De se prostituer, il ne sera donc plus question. Keetje raccommodera des broderies, des tapisseries et surtout : posera pour des peintres. Si parfois on tente encore d’abuser d’elle, qu’elle peut s’offrir pour quelques francs à un jeune peintre dont elle s’est entichée, sa vie est bousculée, elle découvre la beauté de l’art. Une beauté qu’elle ne peut apprécier que par sa sensibilité. Il lui manque la culture pour que le saisissement soit total. La misère n’est pas seulement de vivre dans la faim, c’est aussi « être séparé de la beauté sous toutes ses formes par mille obstacles, dont la plupart son insurmontables. » Cette part de culture manquante va lui être offerte par Eitel, un jeune érudit, révolté et de bonne famille, qu’elle va aimer passionnément, qui l’aimera tout autant, même si, parfois, il ne peut s’empêcher de l’humilier. Pour elle, il bravera la loi qui veut que les pauvres aiment des pauvres, et les riches des riches. Il la transfère de classe, elle devient bourgeoise. Prend des cours de français pour acquérir l’orthographe, de diction pour effacer son accent hollandais, d’histoire, d’histoire de l’art ; elle a de nouvelles aspirations, veut devenir chanteuse, comédienne. En vain. On ne sort pas comme ça de la mouise, d’une vie commencée trop tard, d’une santé altérée. Et l’argent, et une nouvelle position sociale n’y peuvent rien, des choses laides et dégradantes d’acharnent sur elle. La honte aussi.

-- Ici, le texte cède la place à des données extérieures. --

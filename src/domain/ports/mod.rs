//! Domain Ports (Interfaces)
//!
//! These traits define the boundaries of the domain layer.
//! Infrastructure layer provides concrete implementations.

pub mod descriptor_resolver;
pub mod file_system;
pub mod module_registry;
pub mod mutation_executor;
pub mod removal_events;
pub mod step_delay;

pub use descriptor_resolver::DescriptorResolver;
pub use file_system::{FileSystem, FsError, FsResult};
pub use module_registry::{ModuleRegistry, RegistryError};
pub use mutation_executor::{DispatchError, MutationExecutor};
pub use removal_events::{NoopEventSink, RemovalEvent, RemovalEventSink};
pub use step_delay::{Interrupted, NoDelay, StepDelay};
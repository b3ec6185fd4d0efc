//! Configuration module for modtrim
//!
//! Configuration hierarchy:
//! 1. CLI flags (highest priority)
//! 2. Environment variables (MODTRIM_*)
//! 3. Project config (.modtrim/config.toml)
//! 4. User config (~/.config/modtrim/config.toml)
//! 5. Built-in defaults (lowest priority)

mod loader;
mod types;

pub use loader::{ConfigWarning, DESCRIPTOR_EXTENSION_ENV, STEP_DELAY_ENV, VERBOSITY_ENV};
pub use types::{Config, OutputConfig, ProtectionConfig, RemovalConfig, Verbosity};
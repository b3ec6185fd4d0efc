use crossterm::style::{Color, Stylize};

/// Design tokens for the modtrim CLI.
///
/// All colors and icons used by views come from this module.
pub mod colors {
    use super::Color;

    pub const SUCCESS: Color = Color::Green;
    pub const ERROR: Color = Color::Red;
    pub const WARNING: Color = Color::Yellow;
    pub const INFO: Color = Color::Cyan;
    pub const DIM: Color = Color::DarkGrey;
}

pub mod icons {
    pub const SUCCESS: &str = "✓";
    pub const ERROR: &str = "✗";
    pub const WARNING: &str = "⚠";
    pub const KEEP: &str = "●";
    pub const REMOVE: &str = "○";
    pub const ARROW: &str = "↳";
    pub const PRUNE: &str = "✂";
}

pub mod icons_ascii {
    pub const SUCCESS: &str = "[OK]";
    pub const ERROR: &str = "[FAIL]";
    pub const WARNING: &str = "[WARN]";
    pub const KEEP: &str = "[+]";
    pub const REMOVE: &str = "[-]";
    pub const ARROW: &str = "->";
    pub const PRUNE: &str = "[PRUNE]";
}

/// Apply a semantic color when color output is enabled
pub fn paint(text: &str, color: Color, enabled: bool) -> String {
    if enabled {
        format!("{}", text.with(color))
    } else {
        text.to_string()
    }
}

/// Bold variant of [`paint`]
pub fn paint_bold(text: &str, color: Color, enabled: bool) -> String {
    if enabled {
        format!("{}", text.with(color).bold())
    } else {
        text.to_string()
    }
}
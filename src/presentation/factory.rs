//! Use Case Factory
//!
//! Creates use cases with infrastructure dependencies wired up.
//! This is the dependency injection point for the application.

use std::io;
use std::sync::Arc;

use crate::application::{FileTreeDeleter, PruneUseCase};
use crate::config::Config;
use crate::domain::ports::{NoDelay, NoopEventSink, RemovalEventSink};
use crate::infrastructure::{
    CancellationToken, InlineExecutor, LocalFs, PaceInterrupter, Pacer, PrivilegedThread,
    TomlProjectModel,
};

/// Prune use case that mutates the project on a privileged thread
pub type ConcretePruneUseCase =
    PruneUseCase<TomlProjectModel, PrivilegedThread<TomlProjectModel>, LocalFs, Pacer>;

/// Read-only use case for `plan`
pub type PlanUseCase =
    PruneUseCase<TomlProjectModel, InlineExecutor<TomlProjectModel>, LocalFs, NoDelay>;

/// A prune use case plus the handles that stop it
pub struct PruneWiring {
    pub use_case: ConcretePruneUseCase,
    /// Stops the run before its next step
    pub token: CancellationToken,
    /// Cuts a pending step delay short, which aborts the run
    pub interrupter: PaceInterrupter,
}

/// Create a prune use case with all dependencies wired up
pub fn create_prune_use_case(
    model: TomlProjectModel,
    config: &Config,
    events: Arc<dyn RemovalEventSink>,
) -> io::Result<PruneWiring> {
    let token = CancellationToken::new();
    let executor = PrivilegedThread::with_token(model, token.clone())?;
    let deleter = FileTreeDeleter::new(LocalFs::new(), config.workspace_policy(), events.clone());
    let pacer = Pacer::new(config.step_delay());
    let interrupter = pacer.interrupter();

    Ok(PruneWiring {
        use_case: PruneUseCase::new(executor, deleter, pacer, events),
        token,
        interrupter,
    })
}

/// Create a use case that can only plan
pub fn create_plan_use_case(model: TomlProjectModel, config: &Config) -> PlanUseCase {
    let events: Arc<dyn RemovalEventSink> = Arc::new(NoopEventSink);
    let deleter = FileTreeDeleter::new(LocalFs::new(), config.workspace_policy(), events.clone());
    PruneUseCase::new(InlineExecutor::new(model), deleter, NoDelay, events)
}
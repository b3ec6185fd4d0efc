//! ModuleRegistry port
//!
//! The project's module set. The core reads modules through this port and
//! disposes them through `unregister`; it never constructs modules itself.

use crate::domain::entities::{Module, ModuleId};

pub trait ModuleRegistry {
    /// All registered modules in enumeration order
    fn modules(&self) -> &[Module];

    fn module(&self, id: ModuleId) -> Option<&Module> {
        self.modules().iter().find(|m| m.id() == id)
    }

    /// First module registered under `name`
    fn find_by_name(&self, name: &str) -> Option<&Module> {
        self.modules().iter().find(|m| m.name() == name)
    }

    /// Remove a module from the registry
    ///
    /// Implementations must leave the persisted model consistent with the
    /// in-memory one once this returns.
    fn unregister(&mut self, id: ModuleId) -> Result<(), RegistryError>;
}

#[derive(Debug, thiserror::Error, PartialEq, Eq)]
pub enum RegistryError {
    #[error("module {id} is not registered")]
    UnknownModule { id: ModuleId },

    #[error("Failed to access project model: {message}")]
    AccessError { message: String },

    #[error("Failed to serialize project model: {message}")]
    SerializationError { message: String },
}
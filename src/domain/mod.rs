//! Domain Layer
//!
//! The core of modtrim - closure and planning logic without I/O dependencies.
//!
//! ## Structure
//!
//! - `entities/` - Core domain entities (Module, ProjectModel, RemovalPlan)
//! - `value_objects/` - Immutable value types (ModuleSet)
//! - `services/` - Domain services (DependencyClosureBuilder, RemovalPlanner)
//! - `policies/` - Business rules (WorkspaceFilePolicy)
//! - `ports/` - Interface definitions for infrastructure
//!
//! ## Design Principles
//!
//! 1. **No I/O** - This layer never touches the file system directly
//! 2. **Pure Functions** - Services are stateless and testable
//! 3. **Ports & Adapters** - All I/O goes through trait-defined ports

pub mod entities;
pub mod policies;
pub mod ports;
pub mod services;
pub mod value_objects;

Keetje est un parcours de femme exceptionnel qui n’aurait probablement pu s’enclencher sans la lecture, la littérature. Elle lisait tout ce qui lui tombait sous les yeux, Keetje. Et elle est tombée en passion pour Les confessions de Rousseau, les romans de Dostoïevski. Avec Crime et Châtiment, elle ne s’est plus sentie seule au monde ; s’est identifiée au ridicule de Catherine Ivanovna, au sacrifice de Sonia ; a compris qu’elle sera toujours « secouée d’amour et de haine pour l’humanité ». Cette passion dévorante est aussi ce qui la séparera de sa famille. Dans la lecture, elle a cherché, trouvé des alternatives à la vie tracée pour elle. Une vie, où elle trouvera, après tant de pérégrinations, d’exaltations et de tristesses, une sorte d’apaisement dans un village perdu dans les bruyères à jouir de la joie qui l’environne.

Michel Zumkir


[1] Extrait d’une interview datée du 21 décembre 1929 reprise en fin du volume.